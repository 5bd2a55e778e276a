// self
use crate::{
	error::{Error, ExchangeError},
	obs::HandshakeFlow,
};

/// Type alias that resolves to an instrumented future when tracing is enabled.
#[cfg(feature = "tracing")]
pub type InstrumentedFlow<F> = tracing::instrument::Instrumented<F>;
/// Passthrough future type when tracing is disabled.
#[cfg(not(feature = "tracing"))]
pub type InstrumentedFlow<F> = F;

/// A span builder used by relay flows.
#[derive(Clone, Debug)]
pub struct HandshakeSpan {
	#[cfg(feature = "tracing")]
	span: tracing::Span,
}
impl HandshakeSpan {
	/// Creates a new span tagged with the provided flow + stage.
	pub fn new(flow: HandshakeFlow, stage: &'static str) -> Self {
		#[cfg(feature = "tracing")]
		{
			let span = tracing::info_span!("signin_relay.flow", flow = flow.as_str(), stage);

			Self { span }
		}
		#[cfg(not(feature = "tracing"))]
		{
			let _ = (flow, stage);

			Self {}
		}
	}

	/// Enters the span for synchronous sections.
	pub fn entered(self) -> HandshakeSpanGuard {
		#[cfg(feature = "tracing")]
		{
			HandshakeSpanGuard { guard: self.span.entered() }
		}
		#[cfg(not(feature = "tracing"))]
		{
			let _ = self;

			HandshakeSpanGuard {}
		}
	}

	/// Instruments an async block without holding a guard across `.await` points.
	pub fn instrument<Fut>(&self, fut: Fut) -> InstrumentedFlow<Fut>
	where
		Fut: std::future::Future,
	{
		#[cfg(feature = "tracing")]
		{
			use tracing::Instrument;

			fut.instrument(self.span.clone())
		}
		#[cfg(not(feature = "tracing"))]
		{
			fut
		}
	}
}

/// RAII guard returned by [`HandshakeSpan::entered`].
pub struct HandshakeSpanGuard {
	#[cfg(feature = "tracing")]
	#[allow(dead_code)]
	guard: tracing::span::EnteredSpan,
}
impl std::fmt::Debug for HandshakeSpanGuard {
	fn fmt(&self, f: &mut std::fmt::Formatter) -> std::fmt::Result {
		f.write_str("HandshakeSpanGuard(..)")
	}
}

/// The remote portal returned an `error` query parameter; informational only, the
/// callback keeps processing.
pub(crate) fn remote_error_reported(error: &str) {
	#[cfg(feature = "tracing")]
	tracing::debug!(error, "Remote portal reported an error.");
	#[cfg(not(feature = "tracing"))]
	let _ = error;
}

/// The `state` parameter was missing or failed validation.
pub(crate) fn state_rejected() {
	#[cfg(feature = "tracing")]
	tracing::debug!("State parameter was rejected; request does not belong to this handshake.");
}

/// The user-information exchange failed; the failure class is carried as a field.
pub(crate) fn exchange_failed(err: &ExchangeError) {
	#[cfg(feature = "tracing")]
	tracing::warn!(kind = err.kind(), error = %err, "User information exchange failed.");
	#[cfg(not(feature = "tracing"))]
	let _ = err;
}

/// The exchange response carried no usable access token.
pub(crate) fn access_token_missing() {
	#[cfg(feature = "tracing")]
	tracing::warn!("Access token was not found.");
}

/// The processor failed before a ticket could be produced; dispatch answers with a
/// server error.
pub(crate) fn processor_failed(err: &Error) {
	#[cfg(feature = "tracing")]
	tracing::warn!(error = %err, "Callback processor failed before a ticket was produced.");
	#[cfg(not(feature = "tracing"))]
	let _ = err;
}
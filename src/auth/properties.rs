//! Caller-supplied context carried opaquely through the provider round trip.

// self
use crate::_prelude::*;

/// String map plus the distinguished return target, created per challenge and consumed per
/// callback.
///
/// The bag never reaches the provider in the clear; it travels as a protected state string
/// minted by [`StateProtector`](crate::state::StateProtector).
#[derive(Clone, Debug, Default, PartialEq, Eq, Serialize, Deserialize)]
pub struct Properties {
	/// Return target restored once the handshake completes.
	#[serde(default, skip_serializing_if = "Option::is_none")]
	pub redirect_uri: Option<String>,
	/// Free-form entries preserved across the round trip.
	#[serde(default, skip_serializing_if = "BTreeMap::is_empty")]
	pub entries: BTreeMap<String, String>,
}
impl Properties {
	/// Creates an empty bag.
	pub fn new() -> Self {
		Self::default()
	}

	/// Sets the return target.
	pub fn with_redirect_uri(mut self, uri: impl Into<String>) -> Self {
		self.redirect_uri = Some(uri.into());

		self
	}

	/// Adds a free-form entry.
	pub fn with_entry(mut self, key: impl Into<String>, value: impl Into<String>) -> Self {
		self.entries.insert(key.into(), value.into());

		self
	}

	/// Looks up a free-form entry.
	pub fn get(&self, key: &str) -> Option<&str> {
		self.entries.get(key).map(String::as_str)
	}
}
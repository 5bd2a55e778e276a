//! Immutable relay configuration and endpoint resolution.

// self
use crate::{_prelude::*, error::ConfigError};

/// Relative path of the portal page where the user agent authenticates.
const AUTHORIZATION_PATH: &str = "/account/login";
/// Relative path of the portal endpoint that exchanges a code for user attributes.
const USER_INFORMATION_PATH: &str = "/account/info";

/// Default authentication scheme label stamped on issued identities.
pub const DEFAULT_SCHEME: &str = "remote-account";
/// Default display caption for sign-in user interfaces.
pub const DEFAULT_CAPTION: &str = "Remote Account";
/// Default request path that receives the provider callback.
pub const DEFAULT_CALLBACK_PATH: &str = "/signin-remote-account";

/// Immutable endpoint and scheme configuration consumed by the relay.
///
/// Constructed once from a base URL; endpoint validation happens here, at configuration
/// time, never per request.
#[derive(Clone, Debug, PartialEq, Eq)]
pub struct RelayOptions {
	/// URL where the user agent is redirected to authenticate.
	pub authorization_endpoint: Url,
	/// URL the relay calls to obtain the user information.
	pub user_information_endpoint: Url,
	/// Request path, within the host's base path, where the user agent is returned.
	pub callback_path: String,
	/// Authentication scheme label stamped on issued identities.
	pub scheme: String,
	/// Display label for sign-in user interfaces; never consulted by the protocol.
	pub caption: String,
	/// Scheme of the middleware responsible for actually issuing the session, when the
	/// host wants the relay to hand the identity over.
	pub sign_in_scheme: Option<String>,
}
impl RelayOptions {
	/// Resolves the portal endpoints from a base URL and applies the default labels.
	///
	/// A trailing `/` on the base is trimmed before the fixed relative paths are joined.
	pub fn new(base_url: &str) -> Result<Self, ConfigError> {
		let base = base_url.trim_end_matches('/');

		if base.trim().is_empty() {
			return Err(ConfigError::EmptyBaseUrl);
		}

		Ok(Self {
			authorization_endpoint: resolve_endpoint(base, AUTHORIZATION_PATH)?,
			user_information_endpoint: resolve_endpoint(base, USER_INFORMATION_PATH)?,
			callback_path: DEFAULT_CALLBACK_PATH.into(),
			scheme: DEFAULT_SCHEME.into(),
			caption: DEFAULT_CAPTION.into(),
			sign_in_scheme: None,
		})
	}

	/// Overrides the callback path; the path must begin with `/`.
	pub fn with_callback_path(mut self, path: impl Into<String>) -> Result<Self, ConfigError> {
		let path = path.into();

		if !path.starts_with('/') {
			return Err(ConfigError::RelativeCallbackPath { path });
		}

		self.callback_path = path;

		Ok(self)
	}

	/// Overrides the authentication scheme label.
	pub fn with_scheme(mut self, scheme: impl Into<String>) -> Self {
		self.scheme = scheme.into();

		self
	}

	/// Overrides the display caption.
	pub fn with_caption(mut self, caption: impl Into<String>) -> Self {
		self.caption = caption.into();

		self
	}

	/// Hands completed identities to the named sign-in scheme instead of leaving the
	/// hand-off to the host.
	pub fn with_sign_in_scheme(mut self, scheme: impl Into<String>) -> Self {
		self.sign_in_scheme = Some(scheme.into());

		self
	}
}

fn resolve_endpoint(base: &str, path: &str) -> Result<Url, ConfigError> {
	Url::parse(&format!("{base}{path}")).map_err(|source| ConfigError::InvalidBaseUrl { source })
}
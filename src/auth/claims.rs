//! Scheme-labeled claims identities asserted by the remote portal.

// self
use crate::_prelude::*;

/// Claim kind for the subject identifier.
pub const CLAIM_SUBJECT: &str = "sub";
/// Claim kind for the display name.
pub const CLAIM_NAME: &str = "name";
/// Claim kind for the email address.
pub const CLAIM_EMAIL: &str = "email";

/// Single (kind, value) attribute asserted about the subject.
///
/// The issuer is implicitly the scheme label of the identity carrying the claim.
#[derive(Clone, Debug, PartialEq, Eq, Serialize, Deserialize)]
pub struct Claim {
	/// Claim kind, e.g. [`CLAIM_SUBJECT`].
	pub kind: String,
	/// Claim value.
	pub value: String,
}
impl Claim {
	/// Creates a claim of the given kind.
	pub fn new(kind: impl Into<String>, value: impl Into<String>) -> Self {
		Self { kind: kind.into(), value: value.into() }
	}
}

/// Ordered claim set labeled with the authentication scheme that produced it.
///
/// Built fresh per successful exchange and never mutated afterwards; the one exception is
/// [`relabel`](Identity::relabel), used by dispatch when handing the identity to a different
/// sign-in scheme.
#[derive(Clone, Debug, PartialEq, Eq, Serialize, Deserialize)]
pub struct Identity {
	scheme: String,
	claims: Vec<Claim>,
}
impl Identity {
	/// Creates an identity with no claims under the given scheme.
	pub fn new(scheme: impl Into<String>) -> Self {
		Self { scheme: scheme.into(), claims: Vec::new() }
	}

	/// Appends a claim, builder style.
	pub fn with_claim(mut self, claim: Claim) -> Self {
		self.claims.push(claim);

		self
	}

	/// Appends a claim.
	pub fn push(&mut self, claim: Claim) {
		self.claims.push(claim);
	}

	/// Scheme label the identity was issued under.
	pub fn scheme(&self) -> &str {
		&self.scheme
	}

	/// Claims in insertion order.
	pub fn claims(&self) -> &[Claim] {
		&self.claims
	}

	/// First claim value of the given kind, if any.
	pub fn find(&self, kind: &str) -> Option<&str> {
		self.claims.iter().find(|claim| claim.kind == kind).map(|claim| claim.value.as_str())
	}

	/// Same claims under a new scheme label.
	pub fn relabel(self, scheme: impl Into<String>) -> Self {
		Self { scheme: scheme.into(), claims: self.claims }
	}
}
impl Display for Identity {
	fn fmt(&self, f: &mut Formatter) -> FmtResult {
		write!(f, "{}({} claims)", self.scheme, self.claims.len())
	}
}
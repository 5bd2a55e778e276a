//! Hosting-pipeline request primitives consumed by the relay.

// crates.io
use url::form_urlencoded;

/// Immutable snapshot of the inbound request, captured by the hosting pipeline.
///
/// The relay never touches the host's request type directly; hosts build a snapshot from
/// whatever primitives their pipeline carries. `path_base` is the mount prefix for hosts that
/// nest the application below the root, and `query` is the raw query string without the
/// leading `?`.
#[derive(Clone, Debug, Default, PartialEq, Eq)]
pub struct RequestSnapshot {
	/// URI scheme, e.g. `https`.
	pub scheme: String,
	/// Host (and port, when non-default).
	pub host: String,
	/// Base path the application is mounted under, empty at the root.
	pub path_base: String,
	/// Request path within the base path.
	pub path: String,
	/// Raw query string without the leading `?`.
	pub query: String,
}
impl RequestSnapshot {
	/// Creates a snapshot for a request at the application root.
	pub fn new(
		scheme: impl Into<String>,
		host: impl Into<String>,
		path: impl Into<String>,
	) -> Self {
		Self {
			scheme: scheme.into(),
			host: host.into(),
			path_base: String::new(),
			path: path.into(),
			query: String::new(),
		}
	}

	/// Sets the mount prefix.
	pub fn with_path_base(mut self, path_base: impl Into<String>) -> Self {
		self.path_base = path_base.into();

		self
	}

	/// Sets the query string; a leading `?` is tolerated and stripped.
	pub fn with_query(mut self, query: impl Into<String>) -> Self {
		let query = query.into();

		self.query = match query.strip_prefix('?') {
			Some(stripped) => stripped.to_owned(),
			None => query,
		};

		self
	}

	/// Absolute URL prefix of the application: scheme, host, and base path.
	pub fn base_url(&self) -> String {
		format!("{}://{}{}", self.scheme, self.host, self.path_base)
	}

	/// Absolute URL of the current request, including the query string.
	pub fn current_url(&self) -> String {
		let mut url = self.base_url();

		url.push_str(&self.path);

		if !self.query.is_empty() {
			url.push('?');
			url.push_str(&self.query);
		}

		url
	}

	/// Absolute URL of the configured callback path, ignoring the current path and query.
	pub fn callback_url(&self, callback_path: &str) -> String {
		let mut url = self.base_url();

		url.push_str(callback_path);

		url
	}

	/// Decoded value of a query parameter that occurs exactly once.
	///
	/// Zero occurrences and two or more occurrences both yield `None`: ambiguous input is
	/// rejected, not guessed.
	pub fn unique_query_value(&self, name: &str) -> Option<String> {
		let mut found = None;

		for (key, value) in form_urlencoded::parse(self.query.as_bytes()) {
			if key == name {
				if found.is_some() {
					return None;
				}

				found = Some(value.into_owned());
			}
		}

		found
	}
}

════════════════════

EXERCISE
Could you return all lines from the records that include the word "Creates"?

EXPECTED ANSWER
	/// Creates a new span tagged with the provided flow + stage.
	/// Creates an empty bag.
	/// Creates a claim of the given kind.
	/// Creates an identity with no claims under the given scheme.
	/// Creates a snapshot for a request at the application root.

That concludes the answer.